◆ **WHAT YOU ARE ASKED TO DO**
The answer should be an exact repeat of the stretch of material below from the line containing "let limit = start + max;" through the line containing "let end = self.find_split(chars, start, start".
◇ ◇ ◇ ◇
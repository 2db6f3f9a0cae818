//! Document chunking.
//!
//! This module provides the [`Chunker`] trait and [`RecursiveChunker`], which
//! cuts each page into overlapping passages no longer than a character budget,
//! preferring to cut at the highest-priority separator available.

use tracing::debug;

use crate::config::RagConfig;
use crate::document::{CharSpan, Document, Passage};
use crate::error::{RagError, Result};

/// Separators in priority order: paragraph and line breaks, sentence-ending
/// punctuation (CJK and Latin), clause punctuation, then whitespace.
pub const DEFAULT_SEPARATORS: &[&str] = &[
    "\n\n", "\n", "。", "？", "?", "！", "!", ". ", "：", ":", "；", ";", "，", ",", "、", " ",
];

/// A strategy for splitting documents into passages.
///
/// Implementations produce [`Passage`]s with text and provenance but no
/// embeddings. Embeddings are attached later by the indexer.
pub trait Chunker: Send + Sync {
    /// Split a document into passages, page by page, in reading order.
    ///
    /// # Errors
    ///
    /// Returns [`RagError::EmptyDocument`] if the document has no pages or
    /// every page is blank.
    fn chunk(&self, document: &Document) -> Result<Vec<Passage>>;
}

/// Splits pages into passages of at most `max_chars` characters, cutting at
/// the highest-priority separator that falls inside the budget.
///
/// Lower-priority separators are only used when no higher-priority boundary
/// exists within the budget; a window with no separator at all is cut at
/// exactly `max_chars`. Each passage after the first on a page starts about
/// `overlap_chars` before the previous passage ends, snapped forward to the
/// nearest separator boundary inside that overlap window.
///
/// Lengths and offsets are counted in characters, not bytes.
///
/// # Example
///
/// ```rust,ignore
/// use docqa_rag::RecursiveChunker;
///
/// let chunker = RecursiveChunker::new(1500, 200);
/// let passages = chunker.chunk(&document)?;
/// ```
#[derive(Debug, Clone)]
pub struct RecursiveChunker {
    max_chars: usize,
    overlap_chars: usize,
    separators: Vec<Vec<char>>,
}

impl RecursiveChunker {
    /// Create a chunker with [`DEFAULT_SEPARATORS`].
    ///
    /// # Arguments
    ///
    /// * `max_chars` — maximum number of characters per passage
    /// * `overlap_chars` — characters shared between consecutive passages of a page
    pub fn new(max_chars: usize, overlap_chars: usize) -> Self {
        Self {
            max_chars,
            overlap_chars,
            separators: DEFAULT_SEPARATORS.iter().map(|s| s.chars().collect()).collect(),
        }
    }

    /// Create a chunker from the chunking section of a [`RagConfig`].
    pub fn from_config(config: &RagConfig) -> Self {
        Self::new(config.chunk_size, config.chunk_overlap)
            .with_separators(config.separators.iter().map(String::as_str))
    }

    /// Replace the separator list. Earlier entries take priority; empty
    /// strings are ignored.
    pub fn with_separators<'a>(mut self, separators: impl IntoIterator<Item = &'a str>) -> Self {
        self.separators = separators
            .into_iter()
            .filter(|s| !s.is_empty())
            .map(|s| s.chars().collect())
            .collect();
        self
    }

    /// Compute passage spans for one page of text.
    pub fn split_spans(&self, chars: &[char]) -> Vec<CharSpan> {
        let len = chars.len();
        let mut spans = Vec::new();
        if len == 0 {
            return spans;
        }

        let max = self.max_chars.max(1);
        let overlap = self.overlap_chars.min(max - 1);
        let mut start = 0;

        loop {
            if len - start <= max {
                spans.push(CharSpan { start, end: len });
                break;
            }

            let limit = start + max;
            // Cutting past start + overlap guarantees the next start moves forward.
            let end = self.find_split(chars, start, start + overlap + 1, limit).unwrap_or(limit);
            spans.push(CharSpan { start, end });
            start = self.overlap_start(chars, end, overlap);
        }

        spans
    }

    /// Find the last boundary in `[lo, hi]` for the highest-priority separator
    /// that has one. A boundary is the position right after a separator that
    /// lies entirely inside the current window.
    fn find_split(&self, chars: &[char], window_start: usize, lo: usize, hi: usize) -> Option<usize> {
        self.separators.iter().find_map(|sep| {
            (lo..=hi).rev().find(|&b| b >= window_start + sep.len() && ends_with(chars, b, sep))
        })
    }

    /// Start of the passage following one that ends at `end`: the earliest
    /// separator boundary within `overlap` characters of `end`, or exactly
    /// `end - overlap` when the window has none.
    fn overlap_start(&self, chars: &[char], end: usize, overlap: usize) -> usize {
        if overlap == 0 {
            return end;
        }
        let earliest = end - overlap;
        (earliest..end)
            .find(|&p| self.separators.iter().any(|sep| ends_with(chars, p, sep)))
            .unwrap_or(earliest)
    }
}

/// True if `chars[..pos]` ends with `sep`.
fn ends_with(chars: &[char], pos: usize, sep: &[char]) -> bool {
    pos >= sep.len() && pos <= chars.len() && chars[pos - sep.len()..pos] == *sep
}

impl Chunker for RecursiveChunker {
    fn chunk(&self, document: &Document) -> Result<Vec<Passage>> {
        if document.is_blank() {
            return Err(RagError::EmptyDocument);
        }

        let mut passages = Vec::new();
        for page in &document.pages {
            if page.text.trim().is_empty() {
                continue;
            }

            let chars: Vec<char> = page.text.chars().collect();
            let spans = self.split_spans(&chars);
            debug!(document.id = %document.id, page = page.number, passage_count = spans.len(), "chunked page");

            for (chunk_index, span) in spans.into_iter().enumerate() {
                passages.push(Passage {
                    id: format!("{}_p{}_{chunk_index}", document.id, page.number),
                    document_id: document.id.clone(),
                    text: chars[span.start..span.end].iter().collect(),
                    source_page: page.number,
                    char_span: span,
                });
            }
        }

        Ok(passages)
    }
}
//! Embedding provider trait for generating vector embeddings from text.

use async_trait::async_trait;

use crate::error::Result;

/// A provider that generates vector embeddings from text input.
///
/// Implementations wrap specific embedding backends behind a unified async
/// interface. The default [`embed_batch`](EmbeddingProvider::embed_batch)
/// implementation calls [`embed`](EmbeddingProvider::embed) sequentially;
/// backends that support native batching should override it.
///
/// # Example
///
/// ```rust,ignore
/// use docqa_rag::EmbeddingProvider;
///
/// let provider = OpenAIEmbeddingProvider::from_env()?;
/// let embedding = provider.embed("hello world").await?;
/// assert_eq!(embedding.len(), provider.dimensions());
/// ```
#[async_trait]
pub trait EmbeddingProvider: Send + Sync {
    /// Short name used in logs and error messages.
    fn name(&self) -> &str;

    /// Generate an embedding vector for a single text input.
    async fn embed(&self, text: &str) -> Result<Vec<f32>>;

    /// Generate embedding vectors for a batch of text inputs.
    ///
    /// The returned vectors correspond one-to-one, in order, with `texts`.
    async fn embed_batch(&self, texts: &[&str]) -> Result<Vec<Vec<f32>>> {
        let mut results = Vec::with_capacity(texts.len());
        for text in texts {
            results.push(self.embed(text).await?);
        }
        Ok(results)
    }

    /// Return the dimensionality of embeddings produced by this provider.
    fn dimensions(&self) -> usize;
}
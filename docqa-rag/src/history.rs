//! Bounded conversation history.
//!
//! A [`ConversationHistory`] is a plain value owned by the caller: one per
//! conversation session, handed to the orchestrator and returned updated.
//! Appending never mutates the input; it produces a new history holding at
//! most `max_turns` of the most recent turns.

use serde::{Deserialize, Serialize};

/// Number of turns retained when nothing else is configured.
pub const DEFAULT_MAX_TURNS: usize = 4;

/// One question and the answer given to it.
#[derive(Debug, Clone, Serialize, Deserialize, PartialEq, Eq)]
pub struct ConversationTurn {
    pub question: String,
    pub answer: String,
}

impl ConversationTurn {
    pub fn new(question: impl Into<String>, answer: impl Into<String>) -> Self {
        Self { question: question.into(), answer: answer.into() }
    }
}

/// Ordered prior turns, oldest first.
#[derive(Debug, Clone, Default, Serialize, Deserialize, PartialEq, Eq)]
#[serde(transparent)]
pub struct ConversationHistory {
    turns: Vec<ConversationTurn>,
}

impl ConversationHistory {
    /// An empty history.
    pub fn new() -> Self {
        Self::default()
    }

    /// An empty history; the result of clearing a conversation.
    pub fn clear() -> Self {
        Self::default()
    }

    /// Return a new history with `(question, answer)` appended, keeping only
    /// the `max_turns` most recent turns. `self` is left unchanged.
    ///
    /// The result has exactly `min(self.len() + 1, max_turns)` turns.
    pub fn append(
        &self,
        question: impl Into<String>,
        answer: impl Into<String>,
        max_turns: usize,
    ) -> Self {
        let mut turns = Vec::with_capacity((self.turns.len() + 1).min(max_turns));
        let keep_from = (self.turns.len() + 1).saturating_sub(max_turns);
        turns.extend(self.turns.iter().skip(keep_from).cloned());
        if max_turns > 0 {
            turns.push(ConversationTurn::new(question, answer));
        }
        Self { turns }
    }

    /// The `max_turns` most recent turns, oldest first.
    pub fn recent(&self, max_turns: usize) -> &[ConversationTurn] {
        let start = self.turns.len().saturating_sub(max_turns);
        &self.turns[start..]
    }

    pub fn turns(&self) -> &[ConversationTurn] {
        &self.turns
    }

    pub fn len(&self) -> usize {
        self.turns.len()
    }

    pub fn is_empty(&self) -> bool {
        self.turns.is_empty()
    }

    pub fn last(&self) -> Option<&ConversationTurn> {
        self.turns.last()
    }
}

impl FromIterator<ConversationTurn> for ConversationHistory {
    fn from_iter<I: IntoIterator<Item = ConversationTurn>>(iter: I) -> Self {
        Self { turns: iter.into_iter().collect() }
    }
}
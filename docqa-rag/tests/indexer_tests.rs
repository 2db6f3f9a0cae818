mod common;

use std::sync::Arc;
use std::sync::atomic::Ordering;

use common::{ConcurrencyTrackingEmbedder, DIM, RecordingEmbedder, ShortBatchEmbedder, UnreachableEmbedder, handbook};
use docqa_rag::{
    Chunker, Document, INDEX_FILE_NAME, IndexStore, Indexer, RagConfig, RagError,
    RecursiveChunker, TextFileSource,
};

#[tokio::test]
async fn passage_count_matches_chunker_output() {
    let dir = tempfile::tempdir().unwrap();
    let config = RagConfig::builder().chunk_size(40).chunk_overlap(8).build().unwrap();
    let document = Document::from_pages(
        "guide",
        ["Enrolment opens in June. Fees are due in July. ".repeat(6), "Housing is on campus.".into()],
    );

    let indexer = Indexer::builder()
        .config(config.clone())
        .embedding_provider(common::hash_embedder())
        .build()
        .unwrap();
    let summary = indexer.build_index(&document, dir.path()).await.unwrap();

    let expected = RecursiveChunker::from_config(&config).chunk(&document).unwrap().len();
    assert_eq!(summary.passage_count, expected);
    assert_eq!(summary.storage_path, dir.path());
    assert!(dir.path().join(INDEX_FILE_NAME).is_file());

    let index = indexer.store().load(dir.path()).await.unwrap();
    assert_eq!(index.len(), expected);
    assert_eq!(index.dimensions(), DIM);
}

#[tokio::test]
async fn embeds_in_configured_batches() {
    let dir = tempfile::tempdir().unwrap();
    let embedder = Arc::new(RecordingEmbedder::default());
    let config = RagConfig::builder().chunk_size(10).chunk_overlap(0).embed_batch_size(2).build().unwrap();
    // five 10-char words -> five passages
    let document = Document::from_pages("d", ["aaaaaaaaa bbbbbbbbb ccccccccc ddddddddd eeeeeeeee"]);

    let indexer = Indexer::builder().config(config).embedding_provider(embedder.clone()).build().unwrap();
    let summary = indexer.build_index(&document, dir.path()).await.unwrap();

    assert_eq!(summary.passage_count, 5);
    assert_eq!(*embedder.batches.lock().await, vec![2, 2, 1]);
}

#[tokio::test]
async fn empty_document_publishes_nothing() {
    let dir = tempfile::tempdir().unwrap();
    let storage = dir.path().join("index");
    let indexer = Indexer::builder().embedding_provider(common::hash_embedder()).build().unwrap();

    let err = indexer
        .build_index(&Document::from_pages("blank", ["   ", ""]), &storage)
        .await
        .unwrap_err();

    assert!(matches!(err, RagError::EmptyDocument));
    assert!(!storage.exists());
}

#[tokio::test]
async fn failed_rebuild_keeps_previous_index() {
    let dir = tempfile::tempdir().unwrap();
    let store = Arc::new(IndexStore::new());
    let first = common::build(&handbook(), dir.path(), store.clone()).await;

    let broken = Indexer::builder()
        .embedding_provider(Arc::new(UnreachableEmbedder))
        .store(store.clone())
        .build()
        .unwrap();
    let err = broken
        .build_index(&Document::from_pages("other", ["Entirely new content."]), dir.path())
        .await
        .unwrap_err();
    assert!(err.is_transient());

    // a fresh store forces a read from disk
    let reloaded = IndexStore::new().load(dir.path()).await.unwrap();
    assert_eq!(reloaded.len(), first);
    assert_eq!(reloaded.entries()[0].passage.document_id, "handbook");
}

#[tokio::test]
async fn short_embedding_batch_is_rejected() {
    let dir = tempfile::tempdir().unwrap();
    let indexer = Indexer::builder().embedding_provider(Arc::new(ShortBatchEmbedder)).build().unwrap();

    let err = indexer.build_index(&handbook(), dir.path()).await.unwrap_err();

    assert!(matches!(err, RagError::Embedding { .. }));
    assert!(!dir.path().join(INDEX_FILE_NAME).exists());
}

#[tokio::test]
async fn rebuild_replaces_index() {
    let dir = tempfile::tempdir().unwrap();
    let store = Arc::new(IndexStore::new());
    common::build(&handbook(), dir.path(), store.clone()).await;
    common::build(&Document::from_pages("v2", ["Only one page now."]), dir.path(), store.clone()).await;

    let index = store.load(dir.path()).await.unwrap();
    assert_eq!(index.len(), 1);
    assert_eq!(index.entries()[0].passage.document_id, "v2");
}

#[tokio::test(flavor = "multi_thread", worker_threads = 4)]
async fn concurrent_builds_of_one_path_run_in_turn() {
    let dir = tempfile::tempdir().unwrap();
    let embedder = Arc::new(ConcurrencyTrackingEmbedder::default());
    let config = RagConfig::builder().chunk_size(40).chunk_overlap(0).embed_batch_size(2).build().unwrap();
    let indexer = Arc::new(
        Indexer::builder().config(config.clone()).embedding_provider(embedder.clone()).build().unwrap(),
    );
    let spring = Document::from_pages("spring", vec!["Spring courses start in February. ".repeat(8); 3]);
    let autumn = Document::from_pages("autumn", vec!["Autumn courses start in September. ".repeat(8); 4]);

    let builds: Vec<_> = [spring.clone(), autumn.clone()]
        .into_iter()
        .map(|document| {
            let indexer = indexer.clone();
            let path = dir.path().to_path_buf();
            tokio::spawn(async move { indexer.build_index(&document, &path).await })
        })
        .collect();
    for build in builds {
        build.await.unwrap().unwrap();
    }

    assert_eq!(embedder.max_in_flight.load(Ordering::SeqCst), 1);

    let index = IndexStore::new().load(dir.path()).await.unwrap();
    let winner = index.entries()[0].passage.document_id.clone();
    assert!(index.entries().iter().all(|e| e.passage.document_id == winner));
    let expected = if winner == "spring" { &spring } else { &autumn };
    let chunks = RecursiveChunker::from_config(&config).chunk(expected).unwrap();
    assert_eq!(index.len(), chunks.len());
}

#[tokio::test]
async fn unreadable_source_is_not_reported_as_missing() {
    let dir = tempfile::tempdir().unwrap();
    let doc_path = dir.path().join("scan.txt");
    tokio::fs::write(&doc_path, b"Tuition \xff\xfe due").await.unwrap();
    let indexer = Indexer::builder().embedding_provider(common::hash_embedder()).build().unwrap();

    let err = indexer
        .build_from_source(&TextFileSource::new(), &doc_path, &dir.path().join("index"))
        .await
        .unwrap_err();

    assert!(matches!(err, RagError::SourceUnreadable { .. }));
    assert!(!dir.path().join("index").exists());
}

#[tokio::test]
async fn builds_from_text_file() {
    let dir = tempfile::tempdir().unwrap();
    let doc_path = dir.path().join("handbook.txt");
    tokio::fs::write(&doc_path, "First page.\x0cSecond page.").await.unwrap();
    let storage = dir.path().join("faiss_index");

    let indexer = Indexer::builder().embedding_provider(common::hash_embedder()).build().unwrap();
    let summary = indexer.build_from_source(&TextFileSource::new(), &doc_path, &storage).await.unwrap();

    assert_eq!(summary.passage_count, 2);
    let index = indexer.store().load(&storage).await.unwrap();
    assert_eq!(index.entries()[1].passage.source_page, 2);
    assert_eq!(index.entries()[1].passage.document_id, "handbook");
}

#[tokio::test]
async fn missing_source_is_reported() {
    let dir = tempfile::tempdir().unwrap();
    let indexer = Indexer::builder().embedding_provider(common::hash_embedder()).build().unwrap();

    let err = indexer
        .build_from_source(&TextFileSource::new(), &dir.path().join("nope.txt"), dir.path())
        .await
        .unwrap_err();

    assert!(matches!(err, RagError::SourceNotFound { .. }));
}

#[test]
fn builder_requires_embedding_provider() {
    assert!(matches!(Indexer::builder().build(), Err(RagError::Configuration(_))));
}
◇ ◇ ◇ ◇
◆ **REPLY**
            let limit = start + max;
            // Cutting past start + overlap guarantees the next start moves forward.
            let end = self.find_split(chars, start, start + overlap + 1, limit).unwrap_or(limit);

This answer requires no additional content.